Finnish union confederations: EU has to respect the freedom of collective bargaining

Experts from the three union confederations in Finland (Akava, SAK, STTK) have delivered harsh criticism to the European Union for repeatedly breaching the freedom of collective bargaining. They refer to recent cases where the European Commission has intervened in the bargaining procedures in Romania, Greece, Spain, Ireland and Italy and weakened the position of unions.

This criticism is included in a 26-page discussion paper published on 26 April by experts from the three confederations. The paper will be published in English at a later date.

The intention here – by bringing out this paper – is to influence or have a decided impact on the Finnish government which is preparing a report for Parliament on EU and EMU matters and the European Council which is due to draw up, in June, a “road map” on how to develop the European Union and the European Monetary Union.

So naturally, respect for the autonomy of labour market organizations is one of the central demands in the paper. The experts also want a stronger role for labour market organizations in the process where euro zone’s economic policy is formulated. According to them, one way of moving in this direction would be by establishing a macro economy dialogue.

Union organizations have supported strong coordination of economic policy, the experts reiterate. As to the current situation they propose that timetables for reaching finance policy goals in countries where financing deficits is not difficult be eased slightly.

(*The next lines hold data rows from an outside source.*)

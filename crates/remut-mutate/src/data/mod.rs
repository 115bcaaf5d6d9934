//! Immutable data types for mutations.
//!
//! Configuration, request and state types passed between the pure core and
//! the effectful state machine. Nothing here performs I/O.

pub mod options;
pub mod request;
pub mod scope;
pub mod state;

pub use options::{Credentials, Headers, OptionsProvider, RequestOptions};
pub use request::{Invocation, ParseVerbError, Payload, RequestDescriptor, Verb};
pub use scope::{MutationConfig, Scope};
pub use state::{ErrorState, Meta, MutationState, Response, States};
use std::io::Write;

use anyhow::{Context, bail};
use remut_mutate::{Error, Mutation, ReqwestTransport, Response, Transport};
use tracing::info;

use crate::{Cli, Config};

/// Send the mutation described by `cli` and print the response body.
///
/// # Errors
///
/// Returns an error if the arguments do not fit the verb, the request cannot
/// be sent, or the server answers with a non-2xx status.
pub async fn execute(cli: &Cli, config: &Config) -> anyhow::Result<()> {
    let transport = ReqwestTransport::new().context("Failed to create HTTP client")?;
    let response = send(transport, cli, config).await?;

    let mut stdout = std::io::stdout().lock();
    stdout.write_all(&response.body)?;
    if !response.body.ends_with(b"\n") {
        writeln!(stdout)?;
    }
    Ok(())
}

/// Run one mutation over `transport`, reporting the published state.
pub async fn send<T: Transport>(transport: T, cli: &Cli, config: &Config) -> anyhow::Result<Response> {
    let payload = cli.payload()?;
    let scope = config.scope(cli.root.as_deref());
    if scope.base.is_empty() && !cli.absolute {
        bail!("no base URL configured, set `base` in the config file, REMUT_BASE or --root");
    }

    let mutation = Mutation::new(transport, scope, cli.mutation_config());
    info!(verb = %cli.verb, url = %mutation.meta().absolute_path, "sending mutation");

    match mutation.mutate(payload, None).await {
        Ok(response) => {
            info!(status = response.status, "mutation succeeded");
            Ok(response)
        }
        Err(Error::Status(response)) => {
            let states = mutation.states();
            let Some(error) = states.error else {
                bail!("request failed with status {}", response.status);
            };
            bail!("{}\n{:#}", error.message, error.data)
        }
        Err(err) => Err(err).context("Failed to send mutation"),
    }
}
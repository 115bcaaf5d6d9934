use std::fmt;
use std::str::FromStr;
use std::time::Duration;

use serde::Serialize;

use super::options::{Credentials, Headers};

/// HTTP verbs a mutation can use.
#[derive(Debug, Clone, Copy, PartialEq, Eq, Hash)]
pub enum Verb {
    Post,
    Put,
    Patch,
    Delete,
}

impl Verb {
    pub fn as_str(self) -> &'static str {
        match self {
            Verb::Post => "POST",
            Verb::Put => "PUT",
            Verb::Patch => "PATCH",
            Verb::Delete => "DELETE",
        }
    }
}

impl fmt::Display for Verb {
    fn fmt(&self, f: &mut fmt::Formatter<'_>) -> fmt::Result { f.write_str(self.as_str()) }
}

#[derive(Debug, Clone, PartialEq, Eq)]
pub struct ParseVerbError(pub String);

impl fmt::Display for ParseVerbError {
    fn fmt(&self, f: &mut fmt::Formatter<'_>) -> fmt::Result {
        write!(f, "unsupported verb `{}` (expected POST, PUT, PATCH or DELETE)", self.0)
    }
}

impl std::error::Error for ParseVerbError {}

impl FromStr for Verb {
    type Err = ParseVerbError;

    fn from_str(s: &str) -> Result<Self, Self::Err> {
        match s.trim().to_ascii_uppercase().as_str() {
            "POST" => Ok(Verb::Post),
            "PUT" => Ok(Verb::Put),
            "PATCH" => Ok(Verb::Patch),
            "DELETE" => Ok(Verb::Delete),
            _ => Err(ParseVerbError(s.to_string())),
        }
    }
}

/// A request body or resource identifier: raw text, or a structured value
/// sent as JSON.
#[derive(Debug, Clone, PartialEq)]
pub enum Payload {
    Text(String),
    Json(serde_json::Value),
}

impl Payload {
    /// Convert any serializable value into a JSON payload.
    pub fn json<T: Serialize + ?Sized>(value: &T) -> Result<Self, serde_json::Error> {
        serde_json::to_value(value).map(Payload::Json)
    }

    pub fn is_structured(&self) -> bool { matches!(self, Payload::Json(_)) }

    /// The `content-type` implied by the payload shape.
    pub fn content_type(payload: Option<&Payload>) -> &'static str {
        match payload {
            Some(Payload::Json(_)) => "application/json",
            _ => "text/plain",
        }
    }

    /// Wire form of the payload: text as-is, structured values as JSON text.
    pub fn to_body(&self) -> String {
        match self {
            Payload::Text(text) => text.clone(),
            Payload::Json(value) => value.to_string(),
        }
    }

    /// Form of the payload when used as a URL segment. JSON strings lose
    /// their quotes so `json!("42")` and `"42"` address the same resource.
    pub fn to_segment(&self) -> String {
        match self {
            Payload::Text(text) => text.clone(),
            Payload::Json(serde_json::Value::String(text)) => text.clone(),
            Payload::Json(value) => value.to_string(),
        }
    }
}

impl From<&str> for Payload {
    fn from(text: &str) -> Self { Payload::Text(text.to_string()) }
}

impl From<String> for Payload {
    fn from(text: String) -> Self { Payload::Text(text) }
}

impl From<serde_json::Value> for Payload {
    fn from(value: serde_json::Value) -> Self { Payload::Json(value) }
}

/// One call's argument, tagged by what the verb does with it: DELETE
/// appends an identifier to the URL, the other verbs send a body.
#[derive(Debug, Clone, PartialEq)]
pub enum Invocation {
    Delete { id: Option<Payload> },
    Write { verb: Verb, body: Option<Payload> },
}

impl Invocation {
    pub fn new(verb: Verb, payload: Option<Payload>) -> Self {
        match verb {
            Verb::Delete => Invocation::Delete { id: payload },
            verb => Invocation::Write { verb, body: payload },
        }
    }

    pub fn verb(&self) -> Verb {
        match self {
            Invocation::Delete { .. } => Verb::Delete,
            Invocation::Write { verb, .. } => *verb,
        }
    }

    pub fn payload(&self) -> Option<&Payload> {
        match self {
            Invocation::Delete { id } => id.as_ref(),
            Invocation::Write { body, .. } => body.as_ref(),
        }
    }
}

/// A transport-ready request. Built by [`crate::build_request`] and never
/// modified afterwards.
#[derive(Debug, Clone, PartialEq)]
pub struct RequestDescriptor {
    pub method: Verb,
    pub url: String,
    pub headers: Headers,
    pub body: Option<String>,
    pub timeout: Option<Duration>,
    pub credentials: Option<Credentials>,
}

The experts stress that union organizations do not support further development of the economic and monetary union without conditions. One precondition for their support is an expansion of the EMU’s social dimension. The experts find fault with the European Commission for failing to exercise its right to take initiatives in recent years. The creation of new legislation must once again become the principal way of developing European working life, the experts maintain. They insist that all EU Member States, including Great Britain and Poland, must approve the document that defines citizen’s basic rights.